• [Problem to solve]: Beginning at the line that includes "have room again." in the entries below, print each line exactly as it appears, through the last one.

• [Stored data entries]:
■ ■ ■ ■ ■ ■ ■

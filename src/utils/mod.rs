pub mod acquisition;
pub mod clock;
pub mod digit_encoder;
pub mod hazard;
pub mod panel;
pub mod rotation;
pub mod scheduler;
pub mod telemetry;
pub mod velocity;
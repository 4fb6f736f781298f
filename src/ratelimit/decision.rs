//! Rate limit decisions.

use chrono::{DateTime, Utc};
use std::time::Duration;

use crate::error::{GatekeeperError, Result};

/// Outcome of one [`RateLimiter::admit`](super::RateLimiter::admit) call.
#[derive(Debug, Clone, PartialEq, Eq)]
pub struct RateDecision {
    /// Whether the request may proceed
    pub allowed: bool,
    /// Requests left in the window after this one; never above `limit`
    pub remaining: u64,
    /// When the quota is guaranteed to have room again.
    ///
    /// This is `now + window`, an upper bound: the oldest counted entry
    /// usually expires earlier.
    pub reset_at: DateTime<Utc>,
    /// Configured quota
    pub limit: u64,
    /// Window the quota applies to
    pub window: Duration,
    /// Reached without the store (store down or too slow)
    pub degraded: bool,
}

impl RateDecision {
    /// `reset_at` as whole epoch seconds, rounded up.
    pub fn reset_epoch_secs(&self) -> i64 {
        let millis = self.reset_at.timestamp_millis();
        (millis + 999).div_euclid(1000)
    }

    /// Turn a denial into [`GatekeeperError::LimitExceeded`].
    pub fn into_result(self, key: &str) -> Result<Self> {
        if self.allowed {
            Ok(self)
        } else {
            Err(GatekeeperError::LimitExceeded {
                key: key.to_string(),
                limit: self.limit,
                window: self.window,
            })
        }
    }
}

■ ■ ■ ■ ■ ■ ■

• [Task answer]:
    /// When the quota is guaranteed to have room again.
    ///
    /// This is `now + window`, an upper bound: the oldest counted entry
    /// usually expires earlier.
    pub reset_at: DateTime<Utc>,
    /// Configured quota
    pub limit: u64,
    /// Window the quota applies to
    pub window: Duration,
    /// Reached without the store (store down or too slow)
    pub degraded: bool,
}

impl RateDecision {
    /// `reset_at` as whole epoch seconds, rounded up.
    pub fn reset_epoch_secs(&self) -> i64 {
        let millis = self.reset_at.timestamp_millis();
        (millis + 999).div_euclid(1000)
    }

    /// Turn a denial into [`GatekeeperError::LimitExceeded`].
    pub fn into_result(self, key: &str) -> Result<Self> {
        if self.allowed {
            Ok(self)
        } else {
            Err(GatekeeperError::LimitExceeded {
                key: key.to_string(),
                limit: self.limit,
                window: self.window,
            })
        }
    }
}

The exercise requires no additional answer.